## Required action
For every line in the material, set down an identical one.

## Data in this exercise
◇ ◇ ◇ ◇ ◇ ◇ ◇

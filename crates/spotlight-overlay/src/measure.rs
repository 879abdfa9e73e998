//! Layout resolver: asynchronous measurement of tour targets.
//!
//! The host owns the actual measurement primitive (a view handle that can
//! report its absolute window rectangle); this module fans out one
//! measurement per target, joins them all, and hands back layouts in input
//! order. The join is concurrent but not parallel: everything runs on the
//! host's single UI event loop, and the resolver suspends until every
//! measurement has completed. There is no timeout here; a handle that never
//! resolves stalls the whole pass, and hosts needing hard latency bounds
//! wrap the call themselves.

use futures::future::{LocalBoxFuture, join_all};
use spotlight_core::Rect;
use tracing::{debug, trace};

use crate::error::MeasureError;

/// Raw `(x, y, width, height)` tuple as reported by the host platform's
/// measurement callback, before normalization to [`Rect`].
#[derive(Debug, Clone, Copy, PartialEq, Default)]
pub struct RawMeasurement {
    pub x: f32,
    pub y: f32,
    pub width: f32,
    pub height: f32,
}

impl RawMeasurement {
    /// Create a raw measurement.
    #[inline]
    pub const fn new(x: f32, y: f32, width: f32, height: f32) -> Self {
        Self {
            x,
            y,
            width,
            height,
        }
    }
}

impl From<RawMeasurement> for Rect {
    /// Normalize platform `x`/`y` to `left`/`top` storage form.
    #[inline]
    fn from(raw: RawMeasurement) -> Self {
        Rect::new(raw.x, raw.y, raw.width, raw.height)
    }
}

/// A host element handle that can report its absolute on-screen rectangle.
///
/// The future is not `Send`: measurement runs on the UI event loop, never on
/// another thread.
pub trait Measurable {
    /// Asynchronously query the element's absolute window rectangle.
    fn measure(&self) -> LocalBoxFuture<'_, Result<RawMeasurement, MeasureError>>;
}

impl<M: Measurable + ?Sized> Measurable for Box<M> {
    fn measure(&self) -> LocalBoxFuture<'_, Result<RawMeasurement, MeasureError>> {
        (**self).measure()
    }
}

impl<M: Measurable + ?Sized> Measurable for &M {
    fn measure(&self) -> LocalBoxFuture<'_, Result<RawMeasurement, MeasureError>> {
        (**self).measure()
    }
}

/// Measure every handle concurrently and join.
///
/// The output has exactly one [`Rect`] per input handle, positionally
/// aligned with the input regardless of completion order. A handle that
/// cannot be measured yields a zero-area rect rather than an error; callers
/// must treat zero-area layouts as unusable for placement and skip the step.
///
/// Safe to re-invoke: each call is an independent pass with no state carried
/// over. Concurrent passes are not deduplicated here; the tour controller's
/// generation token decides which pass's results stick.
pub async fn measure_all<M: Measurable>(handles: &[M]) -> Vec<Rect> {
    trace!(targets = handles.len(), "measurement pass started");
    let results = join_all(handles.iter().map(Measurable::measure)).await;
    results
        .into_iter()
        .enumerate()
        .map(|(index, result)| match result {
            Ok(raw) => {
                trace!(index, ?raw, "target measured");
                Rect::from(raw)
            }
            Err(err) => {
                debug!(index, %err, "target unmeasurable, storing empty layout");
                Rect::default()
            }
        })
        .collect()
}

#[cfg(test)]
mod tests {
    use super::*;

    use std::cell::Cell;
    use std::task::Poll;

    use futures::executor::block_on;

    /// Test handle whose future stays pending for a configurable number of
    /// polls, so completion order can be forced to differ from input order.
    struct FakeHandle {
        rect: Result<RawMeasurement, MeasureError>,
        pending_polls: u32,
        calls: Cell<u32>,
    }

    impl FakeHandle {
        fn at(x: f32, y: f32) -> Self {
            Self::delayed(x, y, 0)
        }

        fn delayed(x: f32, y: f32, pending_polls: u32) -> Self {
            Self {
                rect: Ok(RawMeasurement::new(x, y, 10.0, 10.0)),
                pending_polls,
                calls: Cell::new(0),
            }
        }

        fn broken(err: MeasureError) -> Self {
            Self {
                rect: Err(err),
                pending_polls: 0,
                calls: Cell::new(0),
            }
        }
    }

    impl Measurable for FakeHandle {
        fn measure(&self) -> LocalBoxFuture<'_, Result<RawMeasurement, MeasureError>> {
            self.calls.set(self.calls.get() + 1);
            let result = self.rect.clone();
            let mut remaining = self.pending_polls;
            Box::pin(std::future::poll_fn(move |cx| {
                if remaining > 0 {
                    remaining -= 1;
                    cx.waker().wake_by_ref();
                    return Poll::Pending;
                }
                Poll::Ready(result.clone())
            }))
        }
    }

    #[test]
    fn output_preserves_input_order_under_reordered_completion() {
        // First handle resolves last, last handle resolves first.
        let handles = vec![
            FakeHandle::delayed(1.0, 1.0, 8),
            FakeHandle::delayed(2.0, 2.0, 3),
            FakeHandle::delayed(3.0, 3.0, 0),
        ];
        let layouts = block_on(measure_all(&handles));
        assert_eq!(layouts.len(), 3);
        assert_eq!(layouts[0].left, 1.0);
        assert_eq!(layouts[1].left, 2.0);
        assert_eq!(layouts[2].left, 3.0);
    }

    #[test]
    fn failed_measurement_collapses_to_empty_rect() {
        let handles = vec![
            FakeHandle::at(5.0, 5.0),
            FakeHandle::broken(MeasureError::Detached),
            FakeHandle::at(7.0, 7.0),
        ];
        let layouts = block_on(measure_all(&handles));
        assert_eq!(layouts.len(), 3);
        assert!(!layouts[0].is_empty());
        assert!(layouts[1].is_empty());
        assert!(!layouts[2].is_empty());
    }

    #[test]
    fn empty_input_resolves_to_empty_output() {
        let handles: Vec<FakeHandle> = Vec::new();
        let layouts = block_on(measure_all(&handles));
        assert!(layouts.is_empty());
    }

    #[test]
    fn reinvocation_measures_every_handle_again() {
        let handles = vec![FakeHandle::at(0.0, 0.0), FakeHandle::at(1.0, 1.0)];
        let _ = block_on(measure_all(&handles));
        let _ = block_on(measure_all(&handles));
        assert_eq!(handles[0].calls.get(), 2);
        assert_eq!(handles[1].calls.get(), 2);
    }

    #[test]
    fn boxed_handles_measure_through_the_box() {
        let handles: Vec<Box<dyn Measurable>> = vec![
            Box::new(FakeHandle::at(4.0, 2.0)),
            Box::new(FakeHandle::broken(MeasureError::NotMounted)),
        ];
        let layouts = block_on(measure_all(&handles));
        assert_eq!(layouts[0].top, 2.0);
        assert!(layouts[1].is_empty());
    }

    #[test]
    fn raw_measurement_normalizes_to_top_left() {
        let rect = Rect::from(RawMeasurement::new(12.0, 34.0, 56.0, 78.0));
        assert_eq!(rect.left, 12.0);
        assert_eq!(rect.top, 34.0);
        assert_eq!(rect.width, 56.0);
        assert_eq!(rect.height, 78.0);
    }
}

◇ ◇ ◇ ◇ ◇ ◇ ◇

## Answer
filename crates/spotlight-overlay/src/measure.rs
repository 879abdfa9e73e998
//! Layout resolver: asynchronous measurement of tour targets.
//!
//! The host owns the actual measurement primitive (a view handle that can
//! report its absolute window rectangle); this module fans out one
//! measurement per target, joins them all, and hands back layouts in input
//! order. The join is concurrent but not parallel: everything runs on the
//! host's single UI event loop, and the resolver suspends until every
//! measurement has completed. There is no timeout here; a handle that never
//! resolves stalls the whole pass, and hosts needing hard latency bounds
//! wrap the call themselves.

use futures::future::{LocalBoxFuture, join_all};
use spotlight_core::Rect;
use tracing::{debug, trace};

use crate::error::MeasureError;

/// Raw `(x, y, width, height)` tuple as reported by the host platform's
/// measurement callback, before normalization to [`Rect`].
#[derive(Debug, Clone, Copy, PartialEq, Default)]
pub struct RawMeasurement {
    pub x: f32,
    pub y: f32,
    pub width: f32,
    pub height: f32,
}

impl RawMeasurement {
    /// Create a raw measurement.
    #[inline]
    pub const fn new(x: f32, y: f32, width: f32, height: f32) -> Self {
        Self {
            x,
            y,
            width,
            height,
        }
    }
}

impl From<RawMeasurement> for Rect {
    /// Normalize platform `x`/`y` to `left`/`top` storage form.
    #[inline]
    fn from(raw: RawMeasurement) -> Self {
        Rect::new(raw.x, raw.y, raw.width, raw.height)
    }
}

/// A host element handle that can report its absolute on-screen rectangle.
///
/// The future is not `Send`: measurement runs on the UI event loop, never on
/// another thread.
pub trait Measurable {
    /// Asynchronously query the element's absolute window rectangle.
    fn measure(&self) -> LocalBoxFuture<'_, Result<RawMeasurement, MeasureError>>;
}

impl<M: Measurable + ?Sized> Measurable for Box<M> {
    fn measure(&self) -> LocalBoxFuture<'_, Result<RawMeasurement, MeasureError>> {
        (**self).measure()
    }
}

impl<M: Measurable + ?Sized> Measurable for &M {
    fn measure(&self) -> LocalBoxFuture<'_, Result<RawMeasurement, MeasureError>> {
        (**self).measure()
    }
}

/// Measure every handle concurrently and join.
///
/// The output has exactly one [`Rect`] per input handle, positionally
/// aligned with the input regardless of completion order. A handle that
/// cannot be measured yields a zero-area rect rather than an error; callers
/// must treat zero-area layouts as unusable for placement and skip the step.
///
/// Safe to re-invoke: each call is an independent pass with no state carried
/// over. Concurrent passes are not deduplicated here; the tour controller's
/// generation token decides which pass's results stick.
pub async fn measure_all<M: Measurable>(handles: &[M]) -> Vec<Rect> {
    trace!(targets = handles.len(), "measurement pass started");
    let results = join_all(handles.iter().map(Measurable::measure)).await;
    results
        .into_iter()
        .enumerate()
        .map(|(index, result)| match result {
            Ok(raw) => {
                trace!(index, ?raw, "target measured");
                Rect::from(raw)
            }
            Err(err) => {
                debug!(index, %err, "target unmeasurable, storing empty layout");
                Rect::default()
            }
        })
        .collect()
}

#[cfg(test)]
mod tests {
    use super::*;

    use std::cell::Cell;
    use std::task::Poll;

    use futures::executor::block_on;

    /// Test handle whose future stays pending for a configurable number of
    /// polls, so completion order can be forced to differ from input order.
    struct FakeHandle {
        rect: Result<RawMeasurement, MeasureError>,
        pending_polls: u32,
        calls: Cell<u32>,
    }

    impl FakeHandle {
        fn at(x: f32, y: f32) -> Self {
            Self::delayed(x, y, 0)
        }

        fn delayed(x: f32, y: f32, pending_polls: u32) -> Self {
            Self {
                rect: Ok(RawMeasurement::new(x, y, 10.0, 10.0)),
                pending_polls,
                calls: Cell::new(0),
            }
        }

        fn broken(err: MeasureError) -> Self {
            Self {
                rect: Err(err),
                pending_polls: 0,
                calls: Cell::new(0),
            }
        }
    }

    impl Measurable for FakeHandle {
        fn measure(&self) -> LocalBoxFuture<'_, Result<RawMeasurement, MeasureError>> {
            self.calls.set(self.calls.get() + 1);
            let result = self.rect.clone();
            let mut remaining = self.pending_polls;
            Box::pin(std::future::poll_fn(move |cx| {
                if remaining > 0 {
                    remaining -= 1;
                    cx.waker().wake_by_ref();
                    return Poll::Pending;
                }
                Poll::Ready(result.clone())
            }))
        }
    }

    #[test]
    fn output_preserves_input_order_under_reordered_completion() {
        // First handle resolves last, last handle resolves first.
        let handles = vec![
            FakeHandle::delayed(1.0, 1.0, 8),
            FakeHandle::delayed(2.0, 2.0, 3),
            FakeHandle::delayed(3.0, 3.0, 0),
        ];
        let layouts = block_on(measure_all(&handles));
        assert_eq!(layouts.len(), 3);
        assert_eq!(layouts[0].left, 1.0);
        assert_eq!(layouts[1].left, 2.0);
        assert_eq!(layouts[2].left, 3.0);
    }

    #[test]
    fn failed_measurement_collapses_to_empty_rect() {
        let handles = vec![
            FakeHandle::at(5.0, 5.0),
            FakeHandle::broken(MeasureError::Detached),
            FakeHandle::at(7.0, 7.0),
        ];
        let layouts = block_on(measure_all(&handles));
        assert_eq!(layouts.len(), 3);
        assert!(!layouts[0].is_empty());
        assert!(layouts[1].is_empty());
        assert!(!layouts[2].is_empty());
    }

    #[test]
    fn empty_input_resolves_to_empty_output() {
        let handles: Vec<FakeHandle> = Vec::new();
        let layouts = block_on(measure_all(&handles));
        assert!(layouts.is_empty());
    }

    #[test]
    fn reinvocation_measures_every_handle_again() {
        let handles = vec![FakeHandle::at(0.0, 0.0), FakeHandle::at(1.0, 1.0)];
        let _ = block_on(measure_all(&handles));
        let _ = block_on(measure_all(&handles));
        assert_eq!(handles[0].calls.get(), 2);
        assert_eq!(handles[1].calls.get(), 2);
    }

    #[test]
    fn boxed_handles_measure_through_the_box() {
        let handles: Vec<Box<dyn Measurable>> = vec![
            Box::new(FakeHandle::at(4.0, 2.0)),
            Box::new(FakeHandle::broken(MeasureError::NotMounted)),
        ];
        let layouts = block_on(measure_all(&handles));
        assert_eq!(layouts[0].top, 2.0);
        assert!(layouts[1].is_empty());
    }

    #[test]
    fn raw_measurement_normalizes_to_top_left() {
        let rect = Rect::from(RawMeasurement::new(12.0, 34.0, 56.0, 78.0));
        assert_eq!(rect.left, 12.0);
        assert_eq!(rect.top, 34.0);
        assert_eq!(rect.width, 56.0);
        assert_eq!(rect.height, 78.0);
    }
}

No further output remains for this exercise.